[What the task requires]: Which lines in the records below contain the word "const"? Report each of them.

(Records drawn from a dataset)
⟨
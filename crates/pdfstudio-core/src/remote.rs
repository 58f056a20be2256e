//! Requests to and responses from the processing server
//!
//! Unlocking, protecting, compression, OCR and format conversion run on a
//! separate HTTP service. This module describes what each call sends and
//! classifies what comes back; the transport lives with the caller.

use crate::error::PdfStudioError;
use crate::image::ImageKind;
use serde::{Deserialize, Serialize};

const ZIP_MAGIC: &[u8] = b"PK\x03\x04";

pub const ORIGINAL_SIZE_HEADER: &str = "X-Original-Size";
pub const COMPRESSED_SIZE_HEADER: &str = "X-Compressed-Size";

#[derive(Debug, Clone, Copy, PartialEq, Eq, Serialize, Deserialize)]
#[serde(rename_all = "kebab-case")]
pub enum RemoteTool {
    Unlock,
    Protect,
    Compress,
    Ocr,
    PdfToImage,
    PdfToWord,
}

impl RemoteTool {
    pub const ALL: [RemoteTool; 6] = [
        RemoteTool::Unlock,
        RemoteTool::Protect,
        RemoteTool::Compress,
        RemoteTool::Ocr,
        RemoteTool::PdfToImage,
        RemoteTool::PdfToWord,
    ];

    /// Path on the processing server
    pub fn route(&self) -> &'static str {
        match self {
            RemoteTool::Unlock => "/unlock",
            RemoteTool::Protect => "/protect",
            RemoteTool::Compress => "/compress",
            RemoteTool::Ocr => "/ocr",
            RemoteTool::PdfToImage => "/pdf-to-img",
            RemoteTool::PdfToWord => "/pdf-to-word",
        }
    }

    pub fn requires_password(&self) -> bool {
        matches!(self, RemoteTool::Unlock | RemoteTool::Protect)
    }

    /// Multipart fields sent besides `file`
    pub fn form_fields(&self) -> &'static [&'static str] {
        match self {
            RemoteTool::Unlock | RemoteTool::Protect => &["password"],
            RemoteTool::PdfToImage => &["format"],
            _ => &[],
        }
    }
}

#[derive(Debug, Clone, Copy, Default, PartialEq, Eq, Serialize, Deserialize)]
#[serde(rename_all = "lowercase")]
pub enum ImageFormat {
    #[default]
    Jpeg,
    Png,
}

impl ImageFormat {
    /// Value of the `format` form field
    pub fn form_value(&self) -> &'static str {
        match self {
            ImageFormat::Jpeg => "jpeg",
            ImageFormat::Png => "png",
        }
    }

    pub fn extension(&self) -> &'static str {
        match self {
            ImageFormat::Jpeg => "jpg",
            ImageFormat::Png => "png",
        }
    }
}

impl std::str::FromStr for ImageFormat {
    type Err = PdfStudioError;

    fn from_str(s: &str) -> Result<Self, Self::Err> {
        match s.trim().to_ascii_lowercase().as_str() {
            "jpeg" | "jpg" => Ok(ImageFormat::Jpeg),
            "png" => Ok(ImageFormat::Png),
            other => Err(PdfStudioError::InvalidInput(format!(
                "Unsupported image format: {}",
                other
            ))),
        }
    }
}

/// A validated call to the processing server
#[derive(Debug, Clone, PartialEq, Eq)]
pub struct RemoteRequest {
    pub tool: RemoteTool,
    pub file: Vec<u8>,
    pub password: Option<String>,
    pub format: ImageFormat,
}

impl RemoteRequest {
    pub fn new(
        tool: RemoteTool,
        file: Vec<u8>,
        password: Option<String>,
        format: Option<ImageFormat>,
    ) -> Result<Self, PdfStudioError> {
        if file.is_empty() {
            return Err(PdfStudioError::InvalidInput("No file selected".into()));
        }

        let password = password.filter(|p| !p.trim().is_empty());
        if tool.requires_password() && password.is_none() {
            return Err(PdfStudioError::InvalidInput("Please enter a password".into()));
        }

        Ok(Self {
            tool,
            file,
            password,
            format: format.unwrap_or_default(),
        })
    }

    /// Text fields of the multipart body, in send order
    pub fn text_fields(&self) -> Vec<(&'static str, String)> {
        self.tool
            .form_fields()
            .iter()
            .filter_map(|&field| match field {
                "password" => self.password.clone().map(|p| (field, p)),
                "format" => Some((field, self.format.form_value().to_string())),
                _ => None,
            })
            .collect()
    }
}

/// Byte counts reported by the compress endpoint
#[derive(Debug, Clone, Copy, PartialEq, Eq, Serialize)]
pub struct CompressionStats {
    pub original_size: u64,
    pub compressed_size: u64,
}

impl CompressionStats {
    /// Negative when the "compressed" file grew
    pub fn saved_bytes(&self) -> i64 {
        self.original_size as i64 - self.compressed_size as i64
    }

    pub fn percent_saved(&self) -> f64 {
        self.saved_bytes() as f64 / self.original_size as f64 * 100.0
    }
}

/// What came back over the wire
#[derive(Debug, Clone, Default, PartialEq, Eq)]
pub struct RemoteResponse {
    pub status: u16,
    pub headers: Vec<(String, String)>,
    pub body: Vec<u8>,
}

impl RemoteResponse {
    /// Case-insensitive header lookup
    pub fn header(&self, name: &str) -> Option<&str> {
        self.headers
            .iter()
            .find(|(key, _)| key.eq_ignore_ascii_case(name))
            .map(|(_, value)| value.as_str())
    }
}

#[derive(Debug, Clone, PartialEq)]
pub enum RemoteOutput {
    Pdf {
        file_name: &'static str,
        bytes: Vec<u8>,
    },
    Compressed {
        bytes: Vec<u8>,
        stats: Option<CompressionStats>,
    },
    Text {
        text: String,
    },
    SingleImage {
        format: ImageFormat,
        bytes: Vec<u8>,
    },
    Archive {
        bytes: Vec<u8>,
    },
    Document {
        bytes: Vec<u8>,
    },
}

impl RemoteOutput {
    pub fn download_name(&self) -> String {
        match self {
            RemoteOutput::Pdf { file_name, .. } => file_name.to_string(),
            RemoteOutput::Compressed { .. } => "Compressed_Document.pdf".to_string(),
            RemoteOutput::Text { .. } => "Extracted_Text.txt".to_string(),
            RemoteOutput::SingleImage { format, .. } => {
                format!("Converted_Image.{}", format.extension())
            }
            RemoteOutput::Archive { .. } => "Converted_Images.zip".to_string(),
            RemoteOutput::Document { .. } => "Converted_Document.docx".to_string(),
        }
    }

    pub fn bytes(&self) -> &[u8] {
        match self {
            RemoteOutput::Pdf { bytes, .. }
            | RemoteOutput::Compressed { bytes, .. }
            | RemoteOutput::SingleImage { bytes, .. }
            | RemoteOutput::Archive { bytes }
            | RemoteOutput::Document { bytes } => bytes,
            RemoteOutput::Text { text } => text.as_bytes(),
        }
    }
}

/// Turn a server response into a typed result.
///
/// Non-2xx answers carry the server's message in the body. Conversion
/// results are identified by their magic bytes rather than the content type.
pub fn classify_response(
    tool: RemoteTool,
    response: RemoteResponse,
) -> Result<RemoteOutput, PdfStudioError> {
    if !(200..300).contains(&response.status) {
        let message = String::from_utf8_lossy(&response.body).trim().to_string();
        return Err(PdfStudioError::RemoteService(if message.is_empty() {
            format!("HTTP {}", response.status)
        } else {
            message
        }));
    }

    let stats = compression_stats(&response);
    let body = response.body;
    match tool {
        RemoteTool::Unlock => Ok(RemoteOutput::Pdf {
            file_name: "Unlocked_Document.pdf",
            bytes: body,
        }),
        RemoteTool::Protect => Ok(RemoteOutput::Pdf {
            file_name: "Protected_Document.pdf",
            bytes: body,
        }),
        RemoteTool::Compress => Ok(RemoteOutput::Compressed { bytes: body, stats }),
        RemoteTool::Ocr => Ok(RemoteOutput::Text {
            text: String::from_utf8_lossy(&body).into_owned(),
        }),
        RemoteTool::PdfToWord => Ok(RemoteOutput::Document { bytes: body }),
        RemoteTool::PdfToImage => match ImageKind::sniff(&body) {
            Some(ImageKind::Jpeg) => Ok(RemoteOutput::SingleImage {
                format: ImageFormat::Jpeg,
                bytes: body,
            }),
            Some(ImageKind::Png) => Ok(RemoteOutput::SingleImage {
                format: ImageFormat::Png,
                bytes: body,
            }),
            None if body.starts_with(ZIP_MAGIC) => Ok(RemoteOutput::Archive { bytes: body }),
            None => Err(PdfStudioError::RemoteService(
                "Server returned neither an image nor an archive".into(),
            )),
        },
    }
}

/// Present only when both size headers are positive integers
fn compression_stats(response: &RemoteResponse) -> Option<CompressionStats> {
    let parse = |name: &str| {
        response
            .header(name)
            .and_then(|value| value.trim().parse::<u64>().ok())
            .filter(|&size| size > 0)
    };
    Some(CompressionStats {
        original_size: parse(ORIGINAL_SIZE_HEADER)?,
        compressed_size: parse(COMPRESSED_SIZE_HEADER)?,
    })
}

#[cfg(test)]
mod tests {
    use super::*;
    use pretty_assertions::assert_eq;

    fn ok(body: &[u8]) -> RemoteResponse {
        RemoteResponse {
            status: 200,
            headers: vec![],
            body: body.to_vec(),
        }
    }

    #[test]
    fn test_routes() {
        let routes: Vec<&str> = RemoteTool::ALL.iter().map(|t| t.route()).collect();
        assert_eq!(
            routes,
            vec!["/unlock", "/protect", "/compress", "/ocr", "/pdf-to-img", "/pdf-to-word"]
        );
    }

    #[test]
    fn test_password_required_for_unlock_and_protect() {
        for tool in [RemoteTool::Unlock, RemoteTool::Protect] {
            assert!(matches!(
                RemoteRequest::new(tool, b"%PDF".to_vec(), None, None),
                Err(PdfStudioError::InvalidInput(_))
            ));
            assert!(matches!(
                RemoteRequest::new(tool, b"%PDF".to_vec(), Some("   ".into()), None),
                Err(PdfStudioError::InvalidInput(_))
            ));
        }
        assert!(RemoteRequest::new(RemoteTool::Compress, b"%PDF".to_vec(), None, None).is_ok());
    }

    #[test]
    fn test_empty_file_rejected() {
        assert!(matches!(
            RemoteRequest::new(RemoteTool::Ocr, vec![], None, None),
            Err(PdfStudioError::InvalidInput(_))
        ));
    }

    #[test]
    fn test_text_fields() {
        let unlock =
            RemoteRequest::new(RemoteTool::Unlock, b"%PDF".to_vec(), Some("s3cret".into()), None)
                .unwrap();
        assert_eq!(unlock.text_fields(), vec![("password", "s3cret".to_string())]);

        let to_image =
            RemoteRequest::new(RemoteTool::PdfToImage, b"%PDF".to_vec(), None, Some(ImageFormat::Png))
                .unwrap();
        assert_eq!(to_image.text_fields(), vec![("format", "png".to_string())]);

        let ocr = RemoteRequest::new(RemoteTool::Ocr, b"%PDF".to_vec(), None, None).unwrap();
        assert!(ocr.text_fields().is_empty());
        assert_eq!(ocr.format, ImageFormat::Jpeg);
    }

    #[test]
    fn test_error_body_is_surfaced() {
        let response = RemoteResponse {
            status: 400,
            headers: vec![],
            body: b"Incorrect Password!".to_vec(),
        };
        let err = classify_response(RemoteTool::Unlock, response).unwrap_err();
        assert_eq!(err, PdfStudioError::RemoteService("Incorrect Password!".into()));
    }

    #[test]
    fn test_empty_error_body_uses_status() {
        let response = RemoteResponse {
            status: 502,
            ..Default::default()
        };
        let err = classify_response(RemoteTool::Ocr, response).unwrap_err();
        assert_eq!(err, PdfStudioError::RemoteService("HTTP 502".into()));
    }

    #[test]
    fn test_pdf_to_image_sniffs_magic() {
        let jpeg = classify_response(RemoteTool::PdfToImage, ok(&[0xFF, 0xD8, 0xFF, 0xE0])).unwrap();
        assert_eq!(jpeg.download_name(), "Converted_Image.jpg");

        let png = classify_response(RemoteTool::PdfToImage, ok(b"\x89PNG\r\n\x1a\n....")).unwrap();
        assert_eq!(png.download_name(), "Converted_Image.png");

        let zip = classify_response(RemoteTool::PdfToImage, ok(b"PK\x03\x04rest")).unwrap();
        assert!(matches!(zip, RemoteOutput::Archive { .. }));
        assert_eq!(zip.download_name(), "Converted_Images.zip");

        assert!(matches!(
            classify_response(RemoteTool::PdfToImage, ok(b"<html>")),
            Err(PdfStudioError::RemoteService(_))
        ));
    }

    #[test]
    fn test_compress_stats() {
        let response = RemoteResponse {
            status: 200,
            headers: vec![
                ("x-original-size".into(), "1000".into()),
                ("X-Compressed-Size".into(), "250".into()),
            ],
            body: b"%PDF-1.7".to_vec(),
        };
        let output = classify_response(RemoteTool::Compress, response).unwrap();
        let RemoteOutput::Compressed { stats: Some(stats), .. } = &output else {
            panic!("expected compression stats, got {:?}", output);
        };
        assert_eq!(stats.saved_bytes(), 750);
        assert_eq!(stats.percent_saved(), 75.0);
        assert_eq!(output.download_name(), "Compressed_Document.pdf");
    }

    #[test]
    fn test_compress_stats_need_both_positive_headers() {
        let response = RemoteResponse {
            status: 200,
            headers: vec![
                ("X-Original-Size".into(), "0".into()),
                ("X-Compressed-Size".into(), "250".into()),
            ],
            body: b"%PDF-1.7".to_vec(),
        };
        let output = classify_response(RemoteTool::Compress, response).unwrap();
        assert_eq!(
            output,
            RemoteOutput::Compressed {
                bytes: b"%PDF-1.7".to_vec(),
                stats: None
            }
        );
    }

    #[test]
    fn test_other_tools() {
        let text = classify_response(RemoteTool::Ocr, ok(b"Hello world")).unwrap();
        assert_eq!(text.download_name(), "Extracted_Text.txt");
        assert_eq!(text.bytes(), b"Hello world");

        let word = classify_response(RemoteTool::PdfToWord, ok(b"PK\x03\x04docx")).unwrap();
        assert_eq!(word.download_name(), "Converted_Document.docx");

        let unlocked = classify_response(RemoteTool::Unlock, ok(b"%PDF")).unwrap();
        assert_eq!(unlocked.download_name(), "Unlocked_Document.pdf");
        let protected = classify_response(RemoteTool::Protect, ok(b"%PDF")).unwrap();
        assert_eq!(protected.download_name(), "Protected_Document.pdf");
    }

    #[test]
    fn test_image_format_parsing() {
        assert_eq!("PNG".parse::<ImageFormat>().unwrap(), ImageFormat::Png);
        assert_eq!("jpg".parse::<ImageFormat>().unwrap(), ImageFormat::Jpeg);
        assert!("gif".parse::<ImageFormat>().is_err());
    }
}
⟩
[Response to the task]:
const ZIP_MAGIC: &[u8] = b"PK\x03\x04";
pub const ORIGINAL_SIZE_HEADER: &str = "X-Original-Size";
pub const COMPRESSED_SIZE_HEADER: &str = "X-Compressed-Size";
    pub const ALL: [RemoteTool; 6] = [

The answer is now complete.